If it happens that you can't find any satisfactory data, getting some prototypes made and doing your own stress tests on them would be a good idea (or getting an appropriate place to do it for you). In fact doing this regardless is essential IMO.
One advantage not mentioned so far is that you can do smaller holes in a thinner board. There is a max aspect ratio (the ratio between drill depth and drill diameter) for a mechanical drill (actually also for a laser drill, but that is another story).
So a thinner board can have smaller vias - which will have lower capacitance (all else equal).
And the obvious one : smaller end product! If you're making a digital watch, 1.6mm is huge! MP3 players, wearable electronics, possibly cameras, phones etc similar. At these board sizes, flimsiness is not a problem.
The biggest problem is flimsy-ness. In particular if you are running them through an assembly process, the pick-and-place machine will tend to flex the board when it pushes the components into their place and can cause a "bounce" that can jar previously placed components out of position. The boards might also be more likely to warp over time, but I'm not sure about that.

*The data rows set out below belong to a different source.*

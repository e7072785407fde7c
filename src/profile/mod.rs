//! Diagnostic profiling of optimization decisions
//!
//! When profiling is enabled, the decision engines record every factor that
//! influenced the recommendation: what the dry run observed, what the
//! platform probe reported, which constraints bit, which gates rejected
//! parallelism, and how the predicted overhead splits up. `explain()`
//! renders the whole derivation as a human-readable report.
//!
//! A profile is mutated only while one engine invocation runs, then frozen
//! inside the returned result.

use serde::Serialize;

/// Everything that went into one optimization decision
#[derive(Debug, Clone, Default, Serialize)]
pub struct DiagnosticProfile {
    // Sampling observations
    pub avg_exec_time_s: f64,
    pub avg_result_encode_time_s: f64,
    pub avg_arg_encode_time_s: f64,
    pub result_size_bytes: u64,
    pub peak_memory_bytes: u64,
    pub sample_count: usize,
    pub function_is_encodable: bool,
    pub coefficient_of_variation: f64,
    pub is_heterogeneous: bool,

    // Platform facts
    pub physical_cores: usize,
    pub logical_cores: usize,
    pub spawn_cost_s: f64,
    pub chunk_dispatch_cost_s: f64,
    pub available_memory_bytes: u64,
    pub spawn_model: String,

    // Workload sizing
    pub total_items: Option<usize>,
    pub estimated_serial_time_s: f64,
    pub estimated_result_memory_bytes: u64,

    // Decision factors
    pub max_workers_cpu: usize,
    pub max_workers_memory: usize,
    pub optimal_chunksize: usize,
    pub target_chunk_duration_s: f64,

    // Overhead breakdown for the recommended configuration
    pub overhead_spawn_s: f64,
    pub overhead_ipc_s: f64,
    pub overhead_dispatch_s: f64,
    pub parallel_compute_time_s: f64,

    // Speedup analysis
    pub theoretical_max_speedup: f64,
    pub estimated_speedup: f64,
    pub speedup_efficiency: f64,

    // Decision path
    pub rejection_reasons: Vec<String>,
    pub constraints: Vec<String>,
    pub recommendations: Vec<String>,
}

impl DiagnosticProfile {
    /// Fresh profile with neutral values
    pub fn new() -> Self {
        Self {
            theoretical_max_speedup: 1.0,
            estimated_speedup: 1.0,
            speedup_efficiency: 1.0,
            ..Default::default()
        }
    }

    /// Overhead components as percentages of total overhead
    ///
    /// Returns (spawn, ipc, dispatch); all zero when there is no overhead.
    pub fn overhead_breakdown_percent(&self) -> (f64, f64, f64) {
        let total = self.overhead_spawn_s + self.overhead_ipc_s + self.overhead_dispatch_s;
        if total <= 0.0 {
            return (0.0, 0.0, 0.0);
        }
        (
            self.overhead_spawn_s / total * 100.0,
            self.overhead_ipc_s / total * 100.0,
            self.overhead_dispatch_s / total * 100.0,
        )
    }

    /// Render the full decision derivation as a multi-section report
    pub fn explain(&self) -> String {
        let mut lines: Vec<String> = Vec::new();
        let rule = "=".repeat(70);
        let thin = "-".repeat(70);

        lines.push(rule.clone());
        lines.push("AMORSIZE DIAGNOSTIC PROFILE".to_string());
        lines.push(rule.clone());

        lines.push(String::new());
        lines.push("[1] WORKLOAD ANALYSIS".to_string());
        lines.push(thin.clone());
        lines.push(format!(
            "  Task execution time:      {} per item",
            format_time(self.avg_exec_time_s)
        ));
        lines.push(format!(
            "  Serialization overhead:   {} per item (args {} + results {})",
            format_time(self.avg_arg_encode_time_s + self.avg_result_encode_time_s),
            format_time(self.avg_arg_encode_time_s),
            format_time(self.avg_result_encode_time_s)
        ));
        lines.push(format!(
            "  Result size:              {}",
            format_bytes(self.result_size_bytes)
        ));
        lines.push(format!(
            "  Peak memory per call:     {}",
            format_bytes(self.peak_memory_bytes)
        ));
        if self.coefficient_of_variation > 0.0 {
            lines.push(format!(
                "  Workload variability:     CV={:.2} ({})",
                self.coefficient_of_variation,
                if self.is_heterogeneous {
                    "heterogeneous"
                } else {
                    "homogeneous"
                }
            ));
        }
        lines.push(format!(
            "  Total items to process:   {}",
            match self.total_items {
                Some(n) => n.to_string(),
                None => "unknown".to_string(),
            }
        ));
        if self.estimated_serial_time_s > 0.0 {
            lines.push(format!(
                "  Estimated serial time:    {}",
                format_time(self.estimated_serial_time_s)
            ));
        }
        if self.estimated_result_memory_bytes > 0 {
            lines.push(format!(
                "  Total result memory:      {}",
                format_bytes(self.estimated_result_memory_bytes)
            ));
        }

        lines.push(String::new());
        lines.push("[2] SYSTEM RESOURCES".to_string());
        lines.push(thin.clone());
        lines.push(format!("  Physical CPU cores:       {}", self.physical_cores));
        lines.push(format!("  Logical CPU cores:        {}", self.logical_cores));
        lines.push(format!(
            "  Available memory:         {}",
            format_bytes(self.available_memory_bytes)
        ));
        lines.push(format!("  Spawn model:              {}", self.spawn_model));
        lines.push(format!(
            "  Worker spawn cost:        {} per worker",
            format_time(self.spawn_cost_s)
        ));
        lines.push(format!(
            "  Chunk dispatch cost:      {} per chunk",
            format_time(self.chunk_dispatch_cost_s)
        ));

        lines.push(String::new());
        lines.push("[3] OPTIMIZATION DECISION".to_string());
        lines.push(thin.clone());
        lines.push(format!("  Max workers (CPU limit):  {}", self.max_workers_cpu));
        lines.push(format!("  Max workers (RAM limit):  {}", self.max_workers_memory));
        lines.push(format!("  Optimal chunksize:        {}", self.optimal_chunksize));
        lines.push(format!(
            "  Target chunk duration:    {}",
            format_time(self.target_chunk_duration_s)
        ));

        if self.estimated_speedup > 1.0 || self.parallel_compute_time_s > 0.0 {
            lines.push(String::new());
            lines.push("[4] PERFORMANCE PREDICTION".to_string());
            lines.push(thin.clone());
            lines.push(format!(
                "  Theoretical max speedup:  {:.2}x",
                self.theoretical_max_speedup
            ));
            lines.push(format!(
                "  Estimated actual speedup: {:.2}x",
                self.estimated_speedup
            ));
            lines.push(format!(
                "  Parallel efficiency:      {:.1}%",
                self.speedup_efficiency * 100.0
            ));
            if self.parallel_compute_time_s > 0.0 {
                lines.push(String::new());
                lines.push("  Time breakdown (parallel execution):".to_string());
                lines.push(format!(
                    "    Computation:            {}",
                    format_time(self.parallel_compute_time_s)
                ));
                lines.push(format!(
                    "    Worker spawn:           {}",
                    format_time(self.overhead_spawn_s)
                ));
                lines.push(format!(
                    "    IPC/serialization:      {}",
                    format_time(self.overhead_ipc_s)
                ));
                lines.push(format!(
                    "    Task distribution:      {}",
                    format_time(self.overhead_dispatch_s)
                ));
                let (spawn_pct, ipc_pct, dispatch_pct) = self.overhead_breakdown_percent();
                lines.push(String::new());
                lines.push("  Overhead distribution:".to_string());
                lines.push(format!("    Spawn:                  {spawn_pct:.1}%"));
                lines.push(format!("    IPC:                    {ipc_pct:.1}%"));
                lines.push(format!("    Dispatch:               {dispatch_pct:.1}%"));
            }
        }

        if !self.rejection_reasons.is_empty() {
            lines.push(String::new());
            lines.push("[5] REJECTION REASONS".to_string());
            lines.push(thin.clone());
            for reason in &self.rejection_reasons {
                lines.push(format!("  x {reason}"));
            }
        }

        if !self.constraints.is_empty() {
            lines.push(String::new());
            lines.push("[6] ACTIVE CONSTRAINTS".to_string());
            lines.push(thin.clone());
            for constraint in &self.constraints {
                lines.push(format!("  ! {constraint}"));
            }
        }

        if !self.recommendations.is_empty() {
            lines.push(String::new());
            lines.push("[7] RECOMMENDATIONS".to_string());
            lines.push(thin.clone());
            for rec in &self.recommendations {
                lines.push(format!("  > {rec}"));
            }
        }

        lines.push(String::new());
        lines.push(rule);
        lines.join("\n")
    }
}

/// Format a duration in the most readable unit
pub fn format_time(seconds: f64) -> String {
    if seconds < 0.001 {
        format!("{:.1}us", seconds * 1_000_000.0)
    } else if seconds < 1.0 {
        format!("{:.2}ms", seconds * 1000.0)
    } else {
        format!("{seconds:.3}s")
    }
}

/// Format a byte count in the most readable unit
pub fn format_bytes(bytes: u64) -> String {
    const KB: u64 = 1024;
    const MB: u64 = 1024 * 1024;
    const GB: u64 = 1024 * 1024 * 1024;
    if bytes < KB {
        format!("{bytes}B")
    } else if bytes < MB {
        format!("{:.2}KB", bytes as f64 / KB as f64)
    } else if bytes < GB {
        format!("{:.2}MB", bytes as f64 / MB as f64)
    } else {
        format!("{:.2}GB", bytes as f64 / GB as f64)
    }
}

#[cfg(test)]
mod tests {
    use super::*;

    #[test]
    fn test_format_time_units() {
        assert_eq!(format_time(0.0000005), "0.5us");
        assert_eq!(format_time(0.0025), "2.50ms");
        assert_eq!(format_time(1.5), "1.500s");
    }

    #[test]
    fn test_format_bytes_units() {
        assert_eq!(format_bytes(512), "512B");
        assert_eq!(format_bytes(2048), "2.00KB");
        assert_eq!(format_bytes(3 * 1024 * 1024), "3.00MB");
        assert_eq!(format_bytes(5 * 1024 * 1024 * 1024), "5.00GB");
    }

    #[test]
    fn test_overhead_breakdown_percentages() {
        let mut profile = DiagnosticProfile::new();
        profile.overhead_spawn_s = 0.02;
        profile.overhead_ipc_s = 0.06;
        profile.overhead_dispatch_s = 0.02;
        let (spawn, ipc, dispatch) = profile.overhead_breakdown_percent();
        assert!((spawn - 20.0).abs() < 1e-9);
        assert!((ipc - 60.0).abs() < 1e-9);
        assert!((dispatch - 20.0).abs() < 1e-9);
    }

    #[test]
    fn test_overhead_breakdown_empty() {
        let profile = DiagnosticProfile::new();
        assert_eq!(profile.overhead_breakdown_percent(), (0.0, 0.0, 0.0));
    }

    #[test]
    fn test_explain_includes_decision_path() {
        let mut profile = DiagnosticProfile::new();
        profile.physical_cores = 4;
        profile.rejection_reasons.push("test rejection".to_string());
        profile.constraints.push("test constraint".to_string());
        profile.recommendations.push("test recommendation".to_string());
        let report = profile.explain();
        assert!(report.contains("DIAGNOSTIC PROFILE"));
        assert!(report.contains("test rejection"));
        assert!(report.contains("test constraint"));
        assert!(report.contains("test recommendation"));
        assert!(report.contains("[2] SYSTEM RESOURCES"));
    }
}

I'll address your ideas, but out of order:
- Problems with assembly process with heavy components
- Problems with PCB twist
These are definitely an issue. Having just made a design with 1 mm thickness, and dimensions maybe 3" x 6", the board is noticeably more flexible than a 1.6 mm board. I can imagine this leading to issues with damaged parts over time, especially if the board must be physically forced (like into an edge-card connector) in normal use.
My organization also makes much smaller boards (0.5" x 1.5") at 1 mm thickness in production volumes, and there is no problem at these dimensions.
- Better capacitance interplane and better power decoupling.
- Better track-plane coupling.
For these objectives, a multi-layer board is a better solution. With a multilayer board you can reduce the plane separation easily as low as 0.1 mm. For 2-layer boards, I don't think you'll want to go below maybe 0.8 mm, even for very small boards.
- Extra cost. No standard thickness.
I don't see this as a major issue. Board shops stock many different thickness of materials to be able to build multi-layer boards to whatever stackups their customers request. A request for a 2-layer board with a thickness different than 1.6 mm could easily be built from this material --- but do check with your vendor what thicknesses they have on hand, or can get quickly, before you commit to a particular design.
When talking about RF PCBs, the simplest transmission line is the microstrip line. For a given Characteristic impedance Z0, microstrip width decreases as the PCB thickness descreases. Example: if f=1GHz and the dieletric has Er=4.5, in order to make a 50 ohm microstrip would be necessary to the microstrip to have 2,97288mm width on a 1.6mm thick PCB while the same 50 ohms can be achieved with a 1,47403mm width microstip on a 0,8mm PCB (omitted other parameters).